At the same time, Republicans have many good points to make about our long-term financial situation. The U.S. government currently borrows money in order to pay its bills (including earlier borrowing), and our debt has been growing faster than our economy. In the next decade or so, the federal budget will be put under even greater strain as an aging population requires even more spending, particularly in the form of Social Security and Medicare. The longer we avoid dealing with our budget problems, the worse the solutions are, and the more likely we won't have the money to pay for the programs people rely on.

But it's not just that we've been putting our budget problems off — "kicking the can down the road" — for years. We've arguably made things worse. Obamacare may help a lot of people, but it will also spend a lot of money. If it winds up running over-budget — and government-run health care programs are notorious for doing just that — then Obamacare will yield even more fiscal trouble.

Democrats, then, are trying to prevent Republicans from causing the country significant financial and economic damage in the short-term, while Republicans are willing to risk that damage if it forces us to take steps to avoid even worse damage in the long-term. This is oversimplifying things a bit, but it comes down to a fairly common question we all face in some form or other: Which is worse, the short-term pain or the long-term pain? These sorts of questions are always difficult, because they involve predicting the uncertain future.

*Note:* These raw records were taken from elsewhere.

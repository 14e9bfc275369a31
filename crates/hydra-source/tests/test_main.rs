// Main test entry point for hydra-source
// This file organizes and loads all test modules

mod builder_tests;
mod unit_tests;
use std::path::Path;

use crate::error::SourceError;
use crate::unit::TranslationUnit;

/// Reads a JSON AST dump written by a front-end adapter and validates it.
pub fn load_unit(path: &Path) -> Result<TranslationUnit, SourceError> {
    let text = std::fs::read_to_string(path)
        .map_err(|source| SourceError::Io { path: path.to_path_buf(), source })?;
    let unit = TranslationUnit::from_json(&text)?;
    log::debug!(
        "loaded {} ({} cursors, {} types, {} diagnostics)",
        path.display(),
        unit.cursors.len(),
        unit.types.len(),
        unit.diagnostics.len()
    );
    Ok(unit)
}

But in the political arena, people are often reluctant to credit their opponents with having any sense or good intentions. Instead, Democrats and their allies are demonizing Republicans as anarchists and arsonists, as people who don't care about the country, as hostage-taking suicide bombers who are rooting for failure, who don't want people to get health care, etc. And Republicans and their allies are demonizing Democrats as Marxist communists who want the nation to go into decline, who want to create a mass of people who are dependent on government aid and, therefore, subservient.

To make matters worse, neither side owns up to its own contribution to the poisonous atmosphere. Rush Limbaugh says it's only liberals who engage in name-calling in order to win arguments, not him. And President Barack Obama insists that he's been careful to tone down his rhetoric, that it's only other people who indulge in caricature, distortion, and invective. But, in fact, each of them is leading movements filled with people who resort to the language of demonization. Each side's partisans are outraged at the name-calling coming from their opponents while deaf to the name-calling from their own mouths.

This doesn't bode well at all. On the purely fiscal front, we're likely to get the worst of both worlds from this: short-term damage to our economy without any plan to resolve our long-term budgetary problems.

Worse, though, we're continuing to nurture a political climate in which reasonable disagreements are caricatured as contests of the good and the rational against the evil and irrational. Our financial problems are hard enough to fix without the reflexive insistence that our opponents are people who are either stupid or who consciously want to do the wrong thing.

Politics should make us better people, not worse. We need civil debate that enlightens our understanding and inspires our virtue, not debate that vents our frustration and incites our hatred and anger. If our leaders won't give us that, we need to choose new leaders.